Egypt wants to copyright pyramids, Sphinx

Under the proposed law, backed by Supreme Council of Antiquities chief Zahi Hawass, persons around the world would be forbidden to sphinxbycaviglia.jpg make copies, even for private use, of the country’s famous monuments, scarabs and other Pharaonic survivals. “His comments came only a few days after an Egyptian opposition newspaper, Al-Wafd, published a report complaining that many more tourists each year travelled to the pyramid-shaped Luxor hotel in Las Vegas than to Luxor itself. The newspaper proposed that the US hotel should pay some of its profits to Luxor city.” However, Hawass said that copies of pyramids and other objects that were less than “exact” might escape a royalty obligation, which might get the back of the U.S. one dollar bill off the hook. (Rory McCarthy, “Egypt to copyright the pyramids and antiquities”, Guardian, Dec. 27; “Egypt to copyright pyramids”, AFP/Google, Dec. 26; AP/IHT). More: Coleman.

5 Comments

  • Not a lawyer but had a couple questions. Would this even be a copyright? I would think a copyright has to be applied for by the originator and that might be a little difficult in this case. Also doesn’t a copyright only cover a certain amount of time? Considering that these two monuments have been in the public domain for a couple thousand years how would a copyright work? Egypt could pass a law stating it was owed royalties for duplications but I don’t see this as a copyright, just a law, and such only enforceable with Egypt.

  • I would think the first step to encouraging tourism would be to provide better security for visitors. That makes more sense as a direct incentive!

  • “Good luck with that.”

  • The US has a similar law.
    Did you know that the US Olympic Committee has the exclusive right to the word “Olympic”?

    So says Congress: See 36 USC § 220506
    http://www.law.cornell.edu/uscode/html/uscode36/usc_sec_36_00220506—-000-.html

    So says the US Supreme Court in S.F. Arts & Athletics, Inc. v. USOC, 483 U.S. 522 (1987).

    http://supreme.justia.com/us/483/522/case.html

  • VMS: The US Olympics Committee’s rights to “Olympic” are as a trademark, not a copyright. Copyright is protected for a limited time (at least in theory). Trademarks are protected for as long as the originator still uses them – but the trademark protection is far more limited in scope, essentially to the branding of merchandise. E.g., as long as Disney keeps using “Mickey Mouse” as a label for items it sells, it will keep the trademark active, but while that prevents the selling of Mickey Mouse merchandise by others, and maybe the use of the character in new cartoons by others, it takes copyright to prevent the copying of Disney’s old Mickey Mouse cartoons. (Thus, every twenty years or so, Disney has had to rush around buying Congressmen to get that “limited time” extended…)

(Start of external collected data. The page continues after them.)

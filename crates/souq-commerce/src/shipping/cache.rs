//! Quote memoization.
//!
//! A quote only depends on the cart contents, the zone, and the store. The
//! [`QuoteCache`] reuses quotes for identical carts; [`QuoteSlot`] keeps a
//! screen from showing a quote computed for a cart it no longer holds.

use std::collections::hash_map::DefaultHasher;
use std::collections::{HashMap, VecDeque};
use std::hash::{Hash, Hasher};
use std::sync::atomic::{AtomicU64, Ordering};

use tokio::sync::RwLock;
use tracing::debug;

use crate::cart::CartLineItem;
use crate::error::CommerceError;
use crate::ids::{ProductId, VendorId};
use crate::money::Money;
use crate::shipping::{ShippingCalculator, ShippingResult};
use crate::zone::Zone;

/// Default number of cached quotes.
pub const DEFAULT_QUOTE_CAPACITY: usize = 256;

#[derive(Debug, Clone, PartialEq, Eq, PartialOrd, Ord, Hash)]
struct SnapshotLine {
    product_id: ProductId,
    vendor_id: Option<VendorId>,
    is_free_shipping: bool,
    quantity: i64,
    amount_minor: i64,
    currency: &'static str,
}

/// Identity of a quote: the cart contents (line order ignored) plus zone.
#[derive(Debug, Clone, PartialEq, Eq, Hash)]
pub struct QuoteKey {
    zone: Zone,
    lines: Vec<SnapshotLine>,
}

impl QuoteKey {
    pub fn new(items: &[CartLineItem], zone: &Zone) -> Self {
        let mut lines: Vec<SnapshotLine> = items
            .iter()
            .map(|item| SnapshotLine {
                product_id: item.product_id.clone(),
                vendor_id: item.vendor().cloned(),
                is_free_shipping: item.is_free_shipping,
                quantity: item.quantity,
                amount_minor: item.unit_price.amount_minor,
                currency: item.unit_price.currency.code(),
            })
            .collect();
        lines.sort();
        Self {
            zone: zone.clone(),
            lines,
        }
    }

    pub fn zone(&self) -> &Zone {
        &self.zone
    }

    /// Short hash of the key, for logs.
    pub fn fingerprint(&self) -> String {
        let mut hasher = DefaultHasher::new();
        self.hash(&mut hasher);
        format!("{:016x}", hasher.finish())
    }
}

#[derive(Debug, Default)]
struct CacheInner {
    entries: HashMap<QuoteKey, ShippingResult>,
    order: VecDeque<QuoteKey>,
}

/// Hit and miss counters.
#[derive(Debug, Clone, Copy, Default, PartialEq, Eq)]
pub struct CacheStats {
    pub hits: u64,
    pub misses: u64,
}

/// Bounded memo of shipping quotes. Oldest entries are evicted first.
#[derive(Debug)]
pub struct QuoteCache {
    inner: RwLock<CacheInner>,
    capacity: usize,
    hits: AtomicU64,
    misses: AtomicU64,
}

impl Default for QuoteCache {
    fn default() -> Self {
        Self::new(DEFAULT_QUOTE_CAPACITY)
    }
}

impl QuoteCache {
    pub fn new(capacity: usize) -> Self {
        Self {
            inner: RwLock::new(CacheInner::default()),
            capacity: capacity.max(1),
            hits: AtomicU64::new(0),
            misses: AtomicU64::new(0),
        }
    }

    pub async fn get(&self, key: &QuoteKey) -> Option<ShippingResult> {
        self.inner.read().await.entries.get(key).cloned()
    }

    pub async fn insert(&self, key: QuoteKey, result: ShippingResult) {
        let mut inner = self.inner.write().await;
        if inner.entries.insert(key.clone(), result).is_some() {
            return;
        }
        inner.order.push_back(key);
        while inner.order.len() > self.capacity {
            if let Some(oldest) = inner.order.pop_front() {
                inner.entries.remove(&oldest);
            }
        }
    }

    /// Cached quote for `items`, or a fresh one from `calculator`.
    ///
    /// Failed calculations are not cached.
    pub async fn quote(
        &self,
        calculator: &ShippingCalculator,
        items: &[CartLineItem],
        zone: &Zone,
    ) -> Result<ShippingResult, CommerceError> {
        let key = QuoteKey::new(items, zone);
        if let Some(result) = self.get(&key).await {
            self.hits.fetch_add(1, Ordering::Relaxed);
            debug!(key = %key.fingerprint(), "quote cache hit");
            return Ok(result);
        }

        self.misses.fetch_add(1, Ordering::Relaxed);
        debug!(key = %key.fingerprint(), "quote cache miss");
        let result = calculator.calculate(items, zone).await?;
        self.insert(key, result.clone()).await;
        Ok(result)
    }

    pub async fn len(&self) -> usize {
        self.inner.read().await.entries.len()
    }

    pub async fn is_empty(&self) -> bool {
        self.len().await == 0
    }

    pub async fn clear(&self) {
        let mut inner = self.inner.write().await;
        inner.entries.clear();
        inner.order.clear();
    }

    pub fn stats(&self) -> CacheStats {
        CacheStats {
            hits: self.hits.load(Ordering::Relaxed),
            misses: self.misses.load(Ordering::Relaxed),
        }
    }
}

/// Holds the quote for the most recently requested cart.
///
/// Results for any other key are refused, so a slow quote for an old cart
/// cannot overwrite the current one.
#[derive(Debug, Default)]
pub struct QuoteSlot {
    requested: Option<QuoteKey>,
    current: Option<ShippingResult>,
}

impl QuoteSlot {
    pub fn new() -> Self {
        Self::default()
    }

    /// Record that a quote for `items`/`zone` is wanted. Clears the shown quote.
    pub fn request(&mut self, items: &[CartLineItem], zone: &Zone) -> QuoteKey {
        let key = QuoteKey::new(items, zone);
        self.requested = Some(key.clone());
        self.current = None;
        key
    }

    /// Offer a finished quote. Returns `false` if `key` is no longer wanted.
    pub fn offer(&mut self, key: &QuoteKey, result: ShippingResult) -> bool {
        if self.requested.as_ref() != Some(key) {
            debug!(key = %key.fingerprint(), "stale quote dropped");
            return false;
        }
        self.current = Some(result);
        true
    }

    pub fn current(&self) -> Option<&ShippingResult> {
        self.current.as_ref()
    }

    /// Total of the current quote, if any.
    pub fn total(&self) -> Option<Money> {
        self.current.as_ref().map(|r| r.total_shipping())
    }
}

    Neither copyright law nor trademark law (at least in versions similar to the American laws) will provide what the Egyptian government seems to want. Copyrights have expired for everything older than the late 1920’s, and the pyramid design was out of copyright millenia before the first copyright law was written. Not only is it dubious that a generic pyramid shape could be unique enough to be claimed as a trademark, but even if the courts granted Egypt such a trademark, it would only prevent the use of the pyramid where it would be likely to mislead consumers – it doesn’t give them royalty rights to replicas of the great pyramid. Even the Luxor should be safe as long as it’s customers are aware that it’s fake, like everything in Las Vegas.